--- DATA PROVIDED Enclosed Below ---

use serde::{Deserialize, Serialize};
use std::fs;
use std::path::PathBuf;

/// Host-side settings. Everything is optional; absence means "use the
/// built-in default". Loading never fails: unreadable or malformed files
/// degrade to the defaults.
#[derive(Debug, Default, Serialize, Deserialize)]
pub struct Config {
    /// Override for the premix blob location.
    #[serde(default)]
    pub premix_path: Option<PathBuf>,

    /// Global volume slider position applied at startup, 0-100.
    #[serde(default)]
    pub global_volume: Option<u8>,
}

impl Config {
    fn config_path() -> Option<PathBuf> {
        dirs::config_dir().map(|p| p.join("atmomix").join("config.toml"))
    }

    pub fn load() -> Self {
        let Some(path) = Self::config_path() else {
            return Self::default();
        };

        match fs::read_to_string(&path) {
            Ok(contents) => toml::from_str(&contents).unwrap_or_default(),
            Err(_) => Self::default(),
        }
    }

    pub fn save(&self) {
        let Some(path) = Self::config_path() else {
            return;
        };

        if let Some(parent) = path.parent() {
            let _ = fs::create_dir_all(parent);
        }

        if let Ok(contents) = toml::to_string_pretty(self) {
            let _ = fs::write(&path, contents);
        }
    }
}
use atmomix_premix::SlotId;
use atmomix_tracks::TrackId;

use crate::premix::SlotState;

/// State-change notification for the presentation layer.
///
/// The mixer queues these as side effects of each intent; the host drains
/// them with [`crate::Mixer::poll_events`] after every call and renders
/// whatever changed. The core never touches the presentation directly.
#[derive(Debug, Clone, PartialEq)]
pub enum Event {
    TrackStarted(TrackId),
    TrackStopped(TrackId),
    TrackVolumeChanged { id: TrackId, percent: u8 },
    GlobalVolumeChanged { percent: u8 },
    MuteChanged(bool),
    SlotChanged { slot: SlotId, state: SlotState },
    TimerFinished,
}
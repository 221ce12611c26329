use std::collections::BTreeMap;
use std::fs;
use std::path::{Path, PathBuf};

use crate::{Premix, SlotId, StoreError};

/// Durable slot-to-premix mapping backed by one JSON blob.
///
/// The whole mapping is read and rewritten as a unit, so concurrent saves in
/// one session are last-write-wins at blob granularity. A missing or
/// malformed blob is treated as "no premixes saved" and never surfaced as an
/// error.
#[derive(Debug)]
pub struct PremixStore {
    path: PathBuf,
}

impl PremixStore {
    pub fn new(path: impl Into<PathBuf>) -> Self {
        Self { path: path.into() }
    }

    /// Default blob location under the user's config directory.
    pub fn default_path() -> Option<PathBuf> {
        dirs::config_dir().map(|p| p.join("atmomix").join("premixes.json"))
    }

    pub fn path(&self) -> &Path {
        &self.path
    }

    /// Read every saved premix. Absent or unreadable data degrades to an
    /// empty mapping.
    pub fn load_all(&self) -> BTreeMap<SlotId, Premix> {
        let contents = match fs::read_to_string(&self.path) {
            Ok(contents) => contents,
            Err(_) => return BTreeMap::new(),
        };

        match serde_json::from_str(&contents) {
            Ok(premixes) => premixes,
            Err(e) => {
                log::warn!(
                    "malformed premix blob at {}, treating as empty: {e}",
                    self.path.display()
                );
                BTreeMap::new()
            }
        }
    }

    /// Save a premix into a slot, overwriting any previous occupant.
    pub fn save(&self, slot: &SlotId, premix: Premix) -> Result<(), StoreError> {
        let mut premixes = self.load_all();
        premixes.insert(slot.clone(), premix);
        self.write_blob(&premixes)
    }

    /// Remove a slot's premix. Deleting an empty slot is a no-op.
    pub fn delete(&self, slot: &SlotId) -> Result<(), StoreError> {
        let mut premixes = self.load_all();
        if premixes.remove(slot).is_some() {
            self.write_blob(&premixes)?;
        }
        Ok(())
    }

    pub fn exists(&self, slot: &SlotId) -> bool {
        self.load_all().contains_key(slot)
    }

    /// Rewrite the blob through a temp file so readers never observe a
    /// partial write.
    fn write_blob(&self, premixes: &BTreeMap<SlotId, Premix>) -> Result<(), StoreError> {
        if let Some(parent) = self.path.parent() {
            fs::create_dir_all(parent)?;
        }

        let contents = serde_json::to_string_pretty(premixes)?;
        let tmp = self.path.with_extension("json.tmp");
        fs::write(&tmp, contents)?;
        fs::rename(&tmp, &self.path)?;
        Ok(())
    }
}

--- End of Enclosed DATA PROVIDED ---

• _TASK_:
Among the lines above, repeat exactly those from the line with "#[derive(Debug, Clone, PartialEq)]" to the line with "pub struct PremixStore", counting both ends.

• _RESULT OF THIS TASK_:
#[derive(Debug, Clone, PartialEq)]
pub enum Event {
    TrackStarted(TrackId),
    TrackStopped(TrackId),
    TrackVolumeChanged { id: TrackId, percent: u8 },
    GlobalVolumeChanged { percent: u8 },
    MuteChanged(bool),
    SlotChanged { slot: SlotId, state: SlotState },
    TimerFinished,
}
repository 221ce12611c26329
use std::collections::BTreeMap;
use std::fs;
use std::path::{Path, PathBuf};

use crate::{Premix, SlotId, StoreError};

/// Durable slot-to-premix mapping backed by one JSON blob.
///
/// The whole mapping is read and rewritten as a unit, so concurrent saves in
/// one session are last-write-wins at blob granularity. A missing or
/// malformed blob is treated as "no premixes saved" and never surfaced as an
/// error.
#[derive(Debug)]
pub struct PremixStore {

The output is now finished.